Soccer wird salonfähig

Washington · Für viele US-Amerikaner ist Football bislang der einzig wahre Fußball gewesen. Doch Jürgen Klinsmann & Co. ändern diese Mentalität wegen ihrer Auftritte bei der WM ein wenig - und locken immer mehr Menschen vor den Fernseher.

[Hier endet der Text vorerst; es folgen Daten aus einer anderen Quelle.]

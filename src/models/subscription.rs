//! Subscription models for the MPusher public API.

use serde::{Deserialize, Serialize};

/// A followed official account.
#[derive(Debug, Clone, PartialEq, Eq, Serialize, Deserialize)]
#[serde(rename_all = "camelCase")]
pub struct Subscription {
    /// Official account ID
    pub mp_id: i64,
    /// Official account display name
    pub mp_name: String,
}

/// Query parameters for listing subscriptions.
///
/// Every field is optional; absent fields are left out of the query string
/// and the remote service applies its own defaults (page 1, 10 per page).
#[derive(Debug, Clone, Default, PartialEq, Eq, Serialize, Deserialize)]
#[serde(rename_all = "camelCase")]
pub struct SubscriptionListParams {
    /// Page number, 1-based
    #[serde(default, skip_serializing_if = "Option::is_none")]
    pub page: Option<u32>,
    /// Page size, at most 100
    #[serde(default, skip_serializing_if = "Option::is_none")]
    pub page_size: Option<u32>,
    /// Filter by account name
    #[serde(default, skip_serializing_if = "Option::is_none")]
    pub mp_name: Option<String>,
}

impl SubscriptionListParams {
    pub fn new() -> Self {
        Self::default()
    }

    pub fn page(mut self, page: u32) -> Self {
        self.page = Some(page);
        self
    }

    pub fn page_size(mut self, page_size: u32) -> Self {
        self.page_size = Some(page_size);
        self
    }

    pub fn mp_name(mut self, mp_name: impl Into<String>) -> Self {
        self.mp_name = Some(mp_name.into());
        self
    }

    /// Returns the query pairs in wire order, skipping unset fields.
    ///
    /// An empty `mp_name` counts as unset.
    pub fn query_pairs(&self) -> Vec<(&'static str, String)> {
        let mut pairs = Vec::with_capacity(3);
        if let Some(page) = self.page {
            pairs.push(("page", page.to_string()));
        }
        if let Some(page_size) = self.page_size {
            pairs.push(("pageSize", page_size.to_string()));
        }
        if let Some(name) = self.mp_name.as_deref().filter(|n| !n.is_empty()) {
            pairs.push(("mpName", name.to_string()));
        }
        pairs
    }
}

/// One page of subscriptions.
#[derive(Debug, Clone, PartialEq, Eq, Serialize, Deserialize)]
#[serde(rename_all = "camelCase")]
pub struct SubscriptionListResponse {
    pub items: Vec<Subscription>,
    pub total: u64,
    pub page: u32,
    pub page_size: u32,
}

/// Response of subscribing through an article URL.
#[derive(Debug, Clone, PartialEq, Eq, Serialize, Deserialize)]
pub struct SubscribeByArticleResponse {
    /// The account that is now followed
    pub data: Subscription,
    /// Status message from the service
    pub message: String,
}

#[cfg(test)]
mod tests {
    use super::*;

    #[test]
    fn test_subscription_uses_camel_case() {
        let sub = Subscription {
            mp_id: 123,
            mp_name: "test".to_string(),
        };
        let json = serde_json::to_value(&sub).unwrap();
        assert_eq!(json, serde_json::json!({"mpId": 123, "mpName": "test"}));
    }

    #[test]
    fn test_query_pairs_full() {
        let params = SubscriptionListParams::new()
            .page(1)
            .page_size(10)
            .mp_name("测试");
        assert_eq!(
            params.query_pairs(),
            vec![
                ("page", "1".to_string()),
                ("pageSize", "10".to_string()),
                ("mpName", "测试".to_string()),
            ]
        );
    }

    #[test]
    fn test_query_pairs_skip_unset_and_empty_name() {
        let params = SubscriptionListParams::new().page_size(50).mp_name("");
        assert_eq!(params.query_pairs(), vec![("pageSize", "50".to_string())]);
        assert!(SubscriptionListParams::default().query_pairs().is_empty());
    }

    #[test]
    fn test_list_response_deserialize() {
        let json = r#"{"items":[{"mpId":1,"mpName":"a"}],"total":1,"page":1,"pageSize":10}"#;
        let resp: SubscriptionListResponse = serde_json::from_str(json).unwrap();
        assert_eq!(resp.items.len(), 1);
        assert_eq!(resp.page_size, 10);
    }
}
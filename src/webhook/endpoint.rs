use std::sync::Arc;

use axum::http::HeaderMap;

use super::auth::verify_bearer;
use super::handler::ArticleHandler;
use super::parser::{WebhookBody, WebhookOutcome, WebhookRejection, parse_webhook};
use super::response::WebhookReply;

/// A configured webhook receiver shared by all adapters.
///
/// Cheap to clone; the handler is reference counted.
#[derive(Clone)]
pub struct WebhookEndpoint {
    handler: Arc<dyn ArticleHandler>,
    auth_token: Option<Arc<str>>,
}

impl WebhookEndpoint {
    pub fn new<H>(handler: H) -> Self
    where
        H: ArticleHandler + 'static,
    {
        Self::from_arc(Arc::new(handler))
    }

    pub fn from_arc(handler: Arc<dyn ArticleHandler>) -> Self {
        Self {
            handler,
            auth_token: None,
        }
    }

    /// Requires `Authorization: Bearer <token>` on every request.
    ///
    /// An empty token disables the check.
    pub fn with_auth_token(mut self, token: impl Into<String>) -> Self {
        let token = token.into();
        self.auth_token = (!token.is_empty()).then(|| Arc::from(token));
        self
    }

    pub fn requires_auth(&self) -> bool {
        self.auth_token.is_some()
    }

    /// Runs the bearer check, validation and the handler.
    pub async fn process(&self, headers: &HeaderMap, body: impl Into<WebhookBody>) -> WebhookOutcome {
        verify_bearer(headers, self.auth_token.as_deref())?;
        parse_webhook(self.handler.as_ref(), body).await
    }

    /// Like [`process`](Self::process) but returns the reply to send, logging
    /// the outcome.
    pub async fn respond(&self, headers: &HeaderMap, body: impl Into<WebhookBody>) -> WebhookReply {
        let outcome = self.process(headers, body).await;
        log_outcome(&outcome);
        WebhookReply::from(outcome)
    }

    /// Reply for a body the host failed to parse as JSON.
    ///
    /// The bearer check still runs first, so unauthenticated callers get 401.
    pub fn respond_invalid_json(&self, headers: &HeaderMap) -> WebhookReply {
        let outcome = verify_bearer(headers, self.auth_token.as_deref())
            .and(Err(WebhookRejection::InvalidJson));
        log_outcome(&outcome);
        WebhookReply::from(outcome)
    }
}

impl std::fmt::Debug for WebhookEndpoint {
    fn fmt(&self, f: &mut std::fmt::Formatter<'_>) -> std::fmt::Result {
        f.debug_struct("WebhookEndpoint")
            .field("requires_auth", &self.requires_auth())
            .finish_non_exhaustive()
    }
}

fn log_outcome(outcome: &WebhookOutcome) {
    match outcome {
        Ok(()) => tracing::debug!("Webhook push accepted"),
        Err(rejection @ WebhookRejection::Handler(_)) => {
            tracing::error!(error = %rejection, "Webhook handler failed")
        }
        Err(rejection) => {
            tracing::warn!(status = rejection.status().as_u16(), error = %rejection, "Webhook push rejected")
        }
    }
}
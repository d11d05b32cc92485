//! `callback set` handler.

use std::io::Write;

use super::print_json;
use crate::cli::parser::CallbackCommand;
use crate::client::{MPusherClient, MPusherError};
use crate::config::Settings;
use crate::models::CallbackConfig;

pub struct CallbackCommandHandler {
    client: MPusherClient,
}

impl CallbackCommandHandler {
    /// # Errors
    /// [`MPusherError::MissingToken`] when no token is configured.
    pub fn new(settings: &Settings) -> Result<Self, MPusherError> {
        Ok(Self::with_client(MPusherClient::new(
            settings.client.to_client_config(),
        )?))
    }

    pub fn with_client(client: MPusherClient) -> Self {
        Self { client }
    }

    pub async fn execute<W: Write>(&self, action: &CallbackCommand, out: &mut W) -> anyhow::Result<()> {
        match action {
            CallbackCommand::Set { url, auth_token } => {
                let mut config = CallbackConfig::new(url.as_str());
                if let Some(token) = auth_token.as_deref().filter(|t| !t.is_empty()) {
                    config = config.with_auth_token(token);
                }
                let response = self.client.set_callback(&config).await?;
                tracing::info!(callback_url = %config.callback_url, "Callback updated");
                print_json(out, &response)
            }
        }
    }
}
//! In-memory log of received article pushes.

use std::collections::VecDeque;
use std::sync::Arc;

use async_trait::async_trait;
use tokio::sync::RwLock;

use crate::models::ArticlePushPayload;
use crate::webhook::ArticleHandler;

/// Bounded, newest-first article log.
///
/// Cloning is cheap; clones share the same log.
#[derive(Debug, Clone)]
pub struct ArticleRepository {
    articles: Arc<RwLock<VecDeque<ArticlePushPayload>>>,
    capacity: usize,
}

impl ArticleRepository {
    /// Creates an empty log keeping at most `capacity` articles (minimum 1).
    pub fn new(capacity: usize) -> Self {
        let capacity = capacity.max(1);
        Self {
            articles: Arc::new(RwLock::new(VecDeque::with_capacity(capacity))),
            capacity,
        }
    }

    pub fn capacity(&self) -> usize {
        self.capacity
    }

    /// Adds an article at the front, dropping the oldest beyond capacity.
    pub async fn record(&self, article: ArticlePushPayload) {
        let mut articles = self.articles.write().await;
        articles.push_front(article);
        articles.truncate(self.capacity);
    }

    /// Snapshot of the log, newest first.
    pub async fn list(&self) -> Vec<ArticlePushPayload> {
        self.articles.read().await.iter().cloned().collect()
    }

    pub async fn len(&self) -> usize {
        self.articles.read().await.len()
    }

    pub async fn is_empty(&self) -> bool {
        self.articles.read().await.is_empty()
    }
}

#[async_trait]
impl ArticleHandler for ArticleRepository {
    async fn on_article(&self, article: ArticlePushPayload) -> anyhow::Result<()> {
        tracing::info!(
            article_id = %article.article_id,
            mp_name = %article.mp_name,
            title = %article.title,
            url = %article.url,
            "Article received"
        );
        self.record(article).await;
        Ok(())
    }
}
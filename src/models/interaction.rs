use chrono::NaiveDateTime;
use serde::{Deserialize, Serialize};

/// Audit trail entry: one inbound message and the reply it produced.
#[derive(Debug, Clone, Serialize, Deserialize)]
pub struct InteractionLog {
    pub sender: String,
    pub message: String,
    pub reply: String,
    pub timestamp: NaiveDateTime,
}
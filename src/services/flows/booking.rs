use super::{Action, Transition};
use crate::models::{BookingStep, Flow};
use crate::services::intent::{extract_count, MAX_PARTY};
use crate::services::replies;

pub fn start(total_seats: u32) -> Transition {
    Transition::Continue {
        flow: Flow::Booking(BookingStep::People),
        reply: replies::booking_start(total_seats),
    }
}

/// Party size is the only validated field. Date and time are kept verbatim and the
/// seat check happens when the action is resolved.
pub fn advance(step: &BookingStep, message: &str) -> Transition {
    let text = message.trim();
    match step {
        BookingStep::People => match extract_count(text).filter(|n| (1..=MAX_PARTY).contains(n)) {
            Some(people) => Transition::Continue {
                flow: Flow::Booking(BookingStep::Date { people }),
                reply: replies::booking_ask_date(people),
            },
            None => Transition::Continue {
                flow: Flow::Booking(BookingStep::People),
                reply: replies::booking_invalid_people(MAX_PARTY),
            },
        },
        BookingStep::Date { people } => Transition::Continue {
            flow: Flow::Booking(BookingStep::Time {
                people: *people,
                date: text.to_string(),
            }),
            reply: replies::booking_ask_time(),
        },
        BookingStep::Time { people, date } => Transition::Resolve(Action::Booking {
            people: *people,
            date: date.clone(),
            time: text.to_string(),
        }),
    }
}
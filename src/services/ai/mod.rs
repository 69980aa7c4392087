pub mod fallback;
pub mod ollama;
pub mod openai;

use std::time::Duration;

use async_trait::async_trait;
use serde::{Deserialize, Serialize};

pub const AI_TIMEOUT: Duration = Duration::from_secs(20);

#[derive(Debug, Clone, Serialize, Deserialize)]
pub struct Message {
    pub role: String,
    pub content: String,
}

impl Message {
    pub fn user(content: &str) -> Self {
        Self {
            role: "user".to_string(),
            content: content.to_string(),
        }
    }
}

#[async_trait]
pub trait LlmProvider: Send + Sync {
    async fn chat(&self, system_prompt: &str, messages: &[Message]) -> anyhow::Result<String>;
}
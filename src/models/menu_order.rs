use chrono::NaiveDateTime;
use serde::{Deserialize, Serialize};

use super::new_record_id;

/// Only written when `PERSIST_MENU_ORDERS` is enabled.
#[derive(Debug, Clone, Serialize, Deserialize)]
pub struct MenuOrder {
    #[serde(default = "new_record_id")]
    pub id: String,
    pub customer: String,
    pub item: String,
    #[serde(default)]
    pub category: Option<String>,
    #[serde(rename = "timestamp")]
    pub created_at: NaiveDateTime,
}
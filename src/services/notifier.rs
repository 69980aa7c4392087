use crate::state::AppState;

/// What happened to an outbound message. Sends never fail the turn that triggered them.
#[must_use]
#[derive(Debug, Clone, Copy, PartialEq, Eq)]
pub enum Delivery {
    Sent,
    Skipped,
    Failed,
}

impl Delivery {
    pub fn is_sent(self) -> bool {
        self == Delivery::Sent
    }
}

pub async fn send_reply(state: &AppState, to: &str, body: &str) -> Delivery {
    if !state.messaging.is_configured() {
        tracing::warn!(to = %to, "messaging credentials not configured, skipping send");
        return Delivery::Skipped;
    }

    match state.messaging.send_message(to, body).await {
        Ok(()) => Delivery::Sent,
        Err(e) => {
            tracing::error!(error = %e, to = %to, "failed to send message");
            Delivery::Failed
        }
    }
}

pub async fn notify_owner(state: &AppState, message: &str) -> Delivery {
    if state.config.owner_number.is_empty() {
        tracing::warn!("owner number not configured, skipping notification");
        return Delivery::Skipped;
    }
    send_reply(state, &state.config.owner_number, message).await
}

#[cfg(test)]
mod tests {
    use std::sync::atomic::{AtomicUsize, Ordering};
    use std::sync::Arc;

    use async_trait::async_trait;

    use super::*;
    use crate::config::AppConfig;
    use crate::db::JsonFileStore;
    use crate::models::Catalog;
    use crate::services::messaging::MessagingProvider;
    use crate::services::sessions::MemorySessionStore;

    struct CountingMessaging {
        attempts: Arc<AtomicUsize>,
        fail: bool,
        configured: bool,
    }

    #[async_trait]
    impl MessagingProvider for CountingMessaging {
        async fn send_message(&self, _to: &str, _body: &str) -> anyhow::Result<()> {
            self.attempts.fetch_add(1, Ordering::SeqCst);
            if self.fail {
                anyhow::bail!("twilio returned 503");
            }
            Ok(())
        }

        fn is_configured(&self) -> bool {
            self.configured
        }
    }

    fn state(
        dir: &tempfile::TempDir,
        owner: &str,
        fail: bool,
        configured: bool,
    ) -> (AppState, Arc<AtomicUsize>) {
        let attempts = Arc::new(AtomicUsize::new(0));
        let state = AppState {
            config: AppConfig {
                owner_number: owner.to_string(),
                ..AppConfig::default()
            },
            catalog: Catalog::default(),
            records: Box::new(JsonFileStore::new(dir.path()).unwrap()),
            sessions: Box::new(MemorySessionStore::new(300)),
            llm: None,
            messaging: Box::new(CountingMessaging {
                attempts: Arc::clone(&attempts),
                fail,
                configured,
            }),
        };
        (state, attempts)
    }

    #[tokio::test]
    async fn test_send_reply_reports_delivery() {
        let dir = tempfile::tempdir().unwrap();
        let (ok, _) = state(&dir, "+1555", false, true);
        assert_eq!(send_reply(&ok, "+1666", "hi").await, Delivery::Sent);

        let (broken, attempts) = state(&dir, "+1555", true, true);
        assert_eq!(send_reply(&broken, "+1666", "hi").await, Delivery::Failed);
        assert_eq!(attempts.load(Ordering::SeqCst), 1);
    }

    #[tokio::test]
    async fn test_unconfigured_messaging_skips_send() {
        let dir = tempfile::tempdir().unwrap();
        let (state, attempts) = state(&dir, "+1555", false, false);
        assert_eq!(send_reply(&state, "+1666", "hi").await, Delivery::Skipped);
        assert_eq!(attempts.load(Ordering::SeqCst), 0);
    }

    #[tokio::test]
    async fn test_notify_owner_without_number_is_skipped() {
        let dir = tempfile::tempdir().unwrap();
        let (state, attempts) = state(&dir, "", false, true);
        let delivery = notify_owner(&state, "📢 New Table Booking!").await;
        assert_eq!(delivery, Delivery::Skipped);
        assert!(!delivery.is_sent());
        assert_eq!(attempts.load(Ordering::SeqCst), 0);
    }
}
use anyhow::Context;
use async_trait::async_trait;
use serde_json::json;

use super::{LlmProvider, Message, AI_TIMEOUT};

pub struct OllamaProvider {
    url: String,
    model: String,
    client: reqwest::Client,
}

impl OllamaProvider {
    pub fn new(url: String, model: String) -> anyhow::Result<Self> {
        let client = reqwest::Client::builder()
            .timeout(AI_TIMEOUT)
            .build()
            .context("failed to build HTTP client")?;
        Ok(Self {
            url: url.trim_end_matches('/').to_string(),
            model,
            client,
        })
    }
}

#[async_trait]
impl LlmProvider for OllamaProvider {
    async fn chat(&self, system_prompt: &str, messages: &[Message]) -> anyhow::Result<String> {
        let mut ollama_messages = vec![json!({
            "role": "system",
            "content": system_prompt,
        })];

        for msg in messages {
            ollama_messages.push(json!({
                "role": msg.role,
                "content": msg.content,
            }));
        }

        let body = json!({
            "model": self.model,
            "messages": ollama_messages,
            "stream": false,
            "options": { "num_predict": 200, "temperature": 0.7 },
        });

        let resp = self
            .client
            .post(format!("{}/api/chat", self.url))
            .json(&body)
            .send()
            .await
            .context("failed to call Ollama API")?
            .error_for_status()
            .context("Ollama API returned error")?;

        let data: serde_json::Value = resp
            .json()
            .await
            .context("failed to parse Ollama response")?;

        data["message"]["content"]
            .as_str()
            .map(|s| s.to_string())
            .ok_or_else(|| anyhow::anyhow!("missing content in Ollama response"))
    }
}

Washington. Es war ein irritierender Anblick auf der McKinley Street, einer stillen Straße im Nordwesten Washingtons. Plötzlich rannten zwei Teenager mit Sternenbannern an den Hecken vorbei. "USA! USA!", skandierte der eine, es erinnerte an die Studenten, die vorm Weißen Haus jubelten, nachdem die Navy Seals Osama Bin Laden getötet hatten. "Ausgleich! Ausgleich!", rief der andere, was manchen Anwohner vor Rätsel gestellt haben dürfte - bei weitem nicht jeder hier ist fußballinteressiert. In Manaus hatte Jermaine Jones zum 1:1 gegen Portugal getroffen, und zum ersten Mal in den gut sieben Jahren, die ich hier wohne, spürte ich spontane Sportbegeisterung.
Die USA und Soccer, es ist eine schwierige Geschichte. Kein Politiker hat das polemischer auf den Punkt gebracht als Jack Kemp, ein Republikaner, der nicht nur Kongressabgeordneter und Vizepräsidentschaftskandidat war, sondern auch Quarterback der Buffalo Bills, das heißt, Spielmacher einer American-Football-Mannschaft. Noch 1986 sprach er davon, wie wichtig es sei, eine klare Trennlinie zu ziehen "für all die Jungs da draußen, die eines Tages hoffen, jenen wahren Fußball zu spielen, wo man den Ball werfen und kicken, mit ihm rennen und ihn in die Hand nehmen kann".
Sozialistisch und europäisch?


Football sei demokratisch, er stehe für Kapitalismus, für individuelle Freiheiten, während Soccer mit all seinen Einschränkungen ein europäischer, sozialistischer Sport sei. "Soccer zu hassen ist noch amerikanischer als Apfelkuchen zu backen, Pick-up zu fahren oder sich samstagnachmittags mit der Fernbedienung von Kanal zu Kanal zu zappen", übertrieb vor Jahren Tom Weir, Kolumnist der Zeitung USA Today. Es gibt Kommentatoren, die das 2014 kaum anders sehen. Für die meisten amerikanischen Kinder sei Soccer etwas, was man sie zu spielen zwinge, bis sie ihren achten Geburtstag feiern, schreibt Alexandra Petri in der Washington Post.

Aber womöglich ändert sich gerade was. 24 Millionen Zuschauer, so viele wie noch nie in der Fußballgeschichte der Vereinigten Staaten, sahen das Match USA - Portugal live im Fernsehen. Im Grant Park im Zentrum Chicagos fieberten 20 000 Fans vor einer Großleinwand mit. Es hilft, dass die Zeitverschiebung zwischen New York und Rio de Janeiro nur eine Stunde beträgt. Vielleicht liegt es aber auch daran, dass Klinsmanns Truppe für ein ur-amerikanisches Erfolgsrezept steht. Die vielen Deutschen in der Mannschaft, so what? Seit 300 Jahren schon lebe man nach dieser Formel, doziert Matthew Futterman, einer der bekanntesten Fußballreporter des Landes. "Wir nehmen Talente von überallher, um sie in unserem Namen an die Arbeit gehen zu lassen."